Not because 2025 was a great movie year, but because it was a lesser one, filled with solid, professional films that rarely aimed beyond their own competence. These were good, sticky movies like One Battle After Another or Bugonia, films that lingered in the mind and rewarded attention. They just didn’t rupture anything. They refined existing languages. Masterpieces tend to arrive when someone decides refinement is beside the point.

What ultimately nudged Eddington ahead was its willingness to mutate mid-sentence. Halfway through, the film abruptly shifts from a Covid-era post-traumatic haze into a conspiracy-driven neo-noir Western and instead of collapsing under that tonal whiplash, it gains velocity. Aster treats genre the way a bored chemist treats stable compounds: as something begging to be destabilized. The movie doesn’t build toward its ideas so much as ambush them. That audacity matters.

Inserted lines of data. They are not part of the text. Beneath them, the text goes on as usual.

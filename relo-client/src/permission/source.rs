//! Where the gate gets its data from.

use async_trait::async_trait;
use shared::{EffectivePermissions, UserProfile};

use crate::{ClientResult, HttpClient};

/// Backend reads the permission gate depends on.
#[async_trait]
pub trait PermissionSource: Send + Sync {
    /// Current user's profile.
    async fn fetch_profile(&self, token: &str) -> ClientResult<UserProfile>;

    /// Effective-permissions matrix, already merged server-side.
    async fn fetch_effective_permissions(&self, token: &str) -> ClientResult<EffectivePermissions>;
}

#[async_trait]
impl PermissionSource for HttpClient {
    async fn fetch_profile(&self, token: &str) -> ClientResult<UserProfile> {
        self.profile(token).await
    }

    async fn fetch_effective_permissions(&self, token: &str) -> ClientResult<EffectivePermissions> {
        self.effective_permissions(token).await
    }
}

The mutation itself grows out of an idea so aggressively un-American it almost plays like a prank: violence never fixes anything. It only multiplies the damage. The moment one character violates another’s physical integrity, rendered in a way that’s ridiculous and unmistakable, the movie begins its accelerated moral free fall. Every subsequent action is worse, louder, more self-justified. Eddington doesn’t argue this point with speeches or symbolism; it demonstrates it like a failed experiment that keeps failing harder. In doing so, it exposes how excess, certainty, and moral righteousness metastasize when they’re allowed to dress themselves up as necessity.

Eddington lacks the raw, claustrophobic commitment of Beau Is Afraid because it isn’t as nakedly autobiographical. That turns out to be its strength. By stepping back, Aster becomes the first filmmaker to look at the Covid years without hysteria or nostalgia, just recognition. Not judgment. Not absolution. Perspective. And in 2025, that felt rarer than originality, riskier than provocation, and more unsettling than any nightmare he’s put on screen.